Song by Cheap Trick

from the album Dream Police
- Released: 1979
- Genre: Rock
- Length: 9:20
- Label: Epic Records
- Songwriter(s): Rick Nielsen
- Producer(s): Tom Werman

= Gonna Raise Hell =

"Gonna Raise Hell" is a song written by Rick Nielsen and originally released on Cheap Trick's 1979 album Dream Police. The subject of "Gonna Raise Hell" has been disputed. Some authors, such as Ira Robbins of Trouser Press, have believed that the song was about the Jonestown Massacre. However, the song was written before that event. AllMusic critic Tom Maginnis claims that the song is about having a good time despite the apathy in the world; since we can't change the world "we might as well raise some hell." Composer Rick Nielsen claims that the song is about "religious, political and nuclear fanatics."

==Music==
"Gonna Raise Hell" has a disco beat. At one point the band was planning to issue a 12" disco record of the song. According to Nielsen, the band has performed the song "in a 10 minute version for discos," although he also stated that "I never thought of it as a disco song, but it does have that Detroit jungle beat." The guitar melody played by Rick Nielsen mostly follows that of the vocals. Both AllMusic's Maginnis and Trouser Press' Robbins praise Tom Petersson's strong bass line, which Ultimate Classic Rock critic Dave Swanson described as "infectious." The song contains an interlude for violins and cellos that was scored by Rick and Jai Winding. According to drummer Bun E. Carlos, producer Tom Werman enhanced the snare drum sound on the recording by overdubbing the sound of two wooden boards hitting each other.

==Reception==
AllMusic's Maginnis praises aspects of the song, including its "nice build ups, breakdowns and solos," but does not think that the string interludes work as well in "Gonna Raise Hell" as they did in the title track of the Dream Police album. Maginnis also criticizes the song's length, at over nine minutes. Carlos has explained the length by stating that the song was originally intended to be about five minutes long, but when the band decided to go for a disco interpretation, they improvised an additional five minutes during the recording. According to Carlos, the first take of the improvised music sounded good enough to the band to be left in.

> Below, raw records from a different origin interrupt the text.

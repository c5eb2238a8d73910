//! FieldTrail Core - field-level change tracking for persisted entities
//!
//! This crate captures an entity's reportable field values before a
//! mutation and, once the mutation is committed, emits one
//! `user.settings.changed` event per field whose value changed:
//! - Per-entity-kind exclusion policy (excluded, redacted, relation fields)
//! - Snapshot store keyed by entity identity with scoped release
//! - Diff engine producing ordered field changes
//! - Serializer registry for primitive and composite field kinds
//! - Event emitter with text truncation and pluggable sinks
//! - YAML configuration and an in-memory tracked store

pub mod config;
pub mod diff;
pub mod emit;
pub mod errors;
pub mod logging_facility;
pub mod model;
pub mod policy;
pub mod serializer;
pub mod snapshot;
pub mod store;
pub mod tracker;

pub use fieldtrail_core_types as types;

// Re-export commonly used types
pub use config::{EntityConfig, TrackingConfig};
pub use diff::{compute_changes, ChangeValues, FieldChange};
pub use emit::{EventEmitter, EventSink, JsonLinesSink, MemorySink, SettingChangedEvent, TracingSink};
pub use errors::{ExError, ExErrorKind, FieldTrailError, Result};
pub use model::{Composite, Country, EntityKey, FieldKind, FieldMap, FieldValue, Record, TrackedEntity};
pub use policy::{EntityPolicy, ExclusionPolicy};
pub use serializer::SerializerRegistry;
pub use snapshot::{Snapshot, SnapshotHandle, SnapshotStore};
pub use store::TrackedStore;
pub use tracker::{ChangeTracker, MutationGuard, Tracked};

Fellow AllMusic critic Stephen Thomas Erlewine praises "Gonna Raise Hell" as an "epic rocker" that ranks "among Cheap Trick's finest." Rolling Stone critic Dave Marsh sees the song as a "variation on 'Helter Skelter'" by The Beatles, and believes that the layering of the vocals was inspired by The Beatles' Abbey Road. Ultimate Classic Rock critic Annie Zaleski rated "Gonna Raise Hell" as Cheap Trick's 6th greatest song, saying it sounds like "Alice Cooper having a go with David Bowie" and commenting on the scary sounding instrumental elements. Mojo Magazine claimed that "Gonna Raise Hell" and "Need Your Love," another song from Dream Police, "proved the Trick could do heavy, freaky rock jams as well as any of their peers." Audio Magazine found the track amusing but complained that Cheap Trick was willing to go so far as to record a disco track in order to be successful. Cheap Trick biographer Mike Hayes claims that with this song, producer Tom Werman achieved "the definitive Cheap Trick sound," even though the song's style differs from typical Cheap Trick fare. Classic Rock critic Malcolm Dome rated it as Cheap Trick's 9th greatest song, saying that it "builds from a low key opening into an almost sombre, heavy song, with Zander's vocal and Carlos' drumming adding to the sinister atmosphere."

The song has been popular live at Cheap Trick concerts.

==Controversy==
It has been said that "Gonna Raise Hell" contains a hidden satanic message. Using back-masking, it was claimed you can hear, "You know Satan holds the key to the lock" when played backwards.

==Other appearances==
Since its original appearance on Dream Police, "Gonna Raise Hell" has been included on a number of Cheap Trick compilation albums, including Sex, America, Cheap Trick in 1996 and The Essential Cheap Trick in 2004. It was also included on the live album Silver in 2001. In Japan, it was included on the 1991 compilation album The Greatest Hits.

It was used in the soundtrack of the television show Freaks and Geeks in the episode "Tricks and Treats." when Sam, Neil, and Bill put on their costumes and later as Sam gets egged by Lindsay.

Sam Kinison covered "Gonna Raise Hell" on his 1990 album Leader of the Banned. AllMusic critic Bret Adams called Kinison's recording a "horrible hair metal version" of the song.

"Renegades of Funk" by Rage Against the Machine uses the riff.